The song is one of the three American songs included in "An American Trilogy", a 1971 song medley written and performed by country composer Mickey Newbury. Newbury's song was popularized by Elvis Presley, who included it as a showstopper in his concerts. Presley recorded and issued "An American Trilogy" several times.
The song is included on the Real Ale and Thunder Band's album At Vespers, recorded at St. Laurence's Parish Church, Downton by BBC Radio Solent, 18 November 1984.
Stryper recorded this song on their 1985 album Soldiers Under Command.
It was performed in St. Paul's Cathedral on September 14, 2001, as part of a memorial service for those lost in the September 11, 2001 attacks.
The Brooklyn Tabernacle Choir sang the song at President Barack Obama's Second Presidential Inauguration Ceremony on January 21, 2013.
The Mother Bethel AME Church Choir from Philadelphia performed this song during the opening day of the Democratic National Convention on July 25, 2016.
A U.S. military choir and band performed this song at the pre-inauguration ceremony of President-Elect Donald Trump on January 19, 2017, at the Lincoln Memorial.
The Naval Academy Glee Club performed this song on September 1, 2018, at the funeral of Sen. John McCain at the Washington National Cathedral.
A cover for the 2020 video game Wasteland 3 performed by Joshua James was used during a key fight section and in the official launch trailer.

Influence

Popularity and widespread use
In the years since the Civil War, "The Battle Hymn of the Republic" has been used frequently as an American patriotic song.

Cultural influences
The lyrics of "Battle Hymn of the Republic" appear in Dr. Martin Luther King Jr.'s sermons and speeches, most notably in his speech "How Long, Not Long" from the steps of the Alabama State Capitol building on March 25, 1965, after the successful Selma to Montgomery march, and in his final sermon "I've Been to the Mountaintop", delivered in Memphis, Tennessee on the evening of April 3, 1968, the night before his assassination. In fact, the latter sermon, King's last public words, ends with the first lyrics of the "Battle Hymn": "Mine eyes have seen the glory of the coming of the Lord."

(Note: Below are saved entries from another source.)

//! Token acquisition against the Azure AD v2.0 token endpoint

use std::collections::HashMap;
use std::sync::Arc;

use async_trait::async_trait;
use intune_domain::{ClientConfig, Credentials, IntuneError, Result, GRAPH_DEFAULT_SCOPE};
use serde::Deserialize;
use tokio::sync::Mutex;
use tracing::{debug, info};

use super::token_store::TokenStore;

/// Provides bearer tokens for Graph calls.
///
/// The executor only ever needs two operations: hand me a usable token, and
/// the cached one was just rejected so get me a fresh one. Keeping this a
/// trait lets tests count authentications without a token endpoint.
#[async_trait]
pub trait TokenProvider: Send + Sync {
    /// Return a bearer token, performing the initial exchange if none is
    /// cached yet.
    async fn access_token(&self) -> Result<String>;

    /// Discard the cached token and acquire a fresh one. Called by the
    /// executor after a 401, exactly once per request.
    async fn refresh_access_token(&self) -> Result<String>;
}

/// Token endpoint reply (RFC 6749 §5.1). Fields this client does not act on
/// are ignored during deserialization.
#[derive(Debug, Deserialize)]
struct TokenResponse {
    access_token: String,
    refresh_token: Option<String>,
}

/// Exchanges the configured credentials for bearer tokens and keeps the
/// [`TokenStore`] current.
///
/// One instance per client; re-authentication is serialized behind a mutex so
/// concurrent 401s from callers sharing the client collapse into sequential
/// exchanges. A redundant exchange is still possible when two callers race
/// past the cache check, which is harmless: fetching a token is idempotent.
pub struct Authenticator {
    http: reqwest::Client,
    config: Arc<ClientConfig>,
    store: Arc<TokenStore>,
    exchange_gate: Mutex<()>,
}

impl Authenticator {
    pub fn new(http: reqwest::Client, config: Arc<ClientConfig>, store: Arc<TokenStore>) -> Self {
        Self { http, config, store, exchange_gate: Mutex::new(()) }
    }

    /// Perform one token exchange and update the store.
    ///
    /// For the pre-supplied bearer variant this is a no-op returning the
    /// static token: there is nothing to exchange, and a rejected static
    /// token is terminal after the executor's single retry.
    async fn authenticate(&self) -> Result<String> {
        let _guard = self.exchange_gate.lock().await;

        let mut form: HashMap<&str, String> = HashMap::new();
        match &self.config.credentials {
            Credentials::Bearer { token } => {
                self.store.set_bearer_token(token.clone()).await;
                return Ok(token.clone());
            }
            Credentials::ClientSecret { client_id, client_secret } => {
                form.insert("client_id", client_id.clone());
                form.insert("client_secret", client_secret.clone());
                form.insert("grant_type", "client_credentials".to_string());
            }
            Credentials::RefreshToken { client_id, client_secret, refresh_token } => {
                // The store holds the newest rotation; the credential value
                // only seeds the very first exchange.
                let current =
                    self.store.refresh_token().await.unwrap_or_else(|| refresh_token.clone());
                form.insert("client_id", client_id.clone());
                form.insert("client_secret", client_secret.clone());
                form.insert("grant_type", "refresh_token".to_string());
                form.insert("refresh_token", current);
            }
        }
        form.insert("scope", GRAPH_DEFAULT_SCOPE.to_string());

        let url = self.config.token_url();
        debug!(%url, grant_type = %form["grant_type"], "requesting access token");

        let response = self.http.post(&url).form(&form).send().await.map_err(|e| {
            IntuneError::Auth { status: None, detail: format!("token request failed: {e}") }
        })?;

        let status = response.status();
        if !status.is_success() {
            let body = response.text().await.unwrap_or_else(|_| "Unknown error".to_string());
            return Err(IntuneError::Auth { status: Some(status.as_u16()), detail: body });
        }

        let payload: TokenResponse = response.json().await.map_err(|e| IntuneError::Auth {
            status: None,
            detail: format!("failed to parse token response: {e}"),
        })?;

        self.store.rotate_refresh_token(payload.refresh_token).await;
        self.store.set_bearer_token(payload.access_token.clone()).await;

        info!("access token acquired");
        Ok(payload.access_token)
    }
}

#[async_trait]
impl TokenProvider for Authenticator {
    async fn access_token(&self) -> Result<String> {
        match self.store.bearer_token().await {
            Some(token) => Ok(token),
            None => self.authenticate().await,
        }
    }

    async fn refresh_access_token(&self) -> Result<String> {
        self.authenticate().await
    }
}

Bishop Michael B. Curry of North Carolina, after his election as the first African American Presiding Bishop of The Episcopal Church, delivered a sermon to the Church's General Convention on July 3, 2015, in which the lyrics of the "Battle Hymn" framed the message of God's love. After proclaiming "Glory, glory, hallelujah, His truth is marching on", a letter from President Barack Obama was read, congratulating Bishop Curry on his historic election. Curry is known for quoting the "Battle Hymn" during his sermons.

The inscription "Mine eyes have seen the glory of the coming of the Lord" is written at the feet of the sculpture of the fallen soldier at the American Cemetery in Normandy, France.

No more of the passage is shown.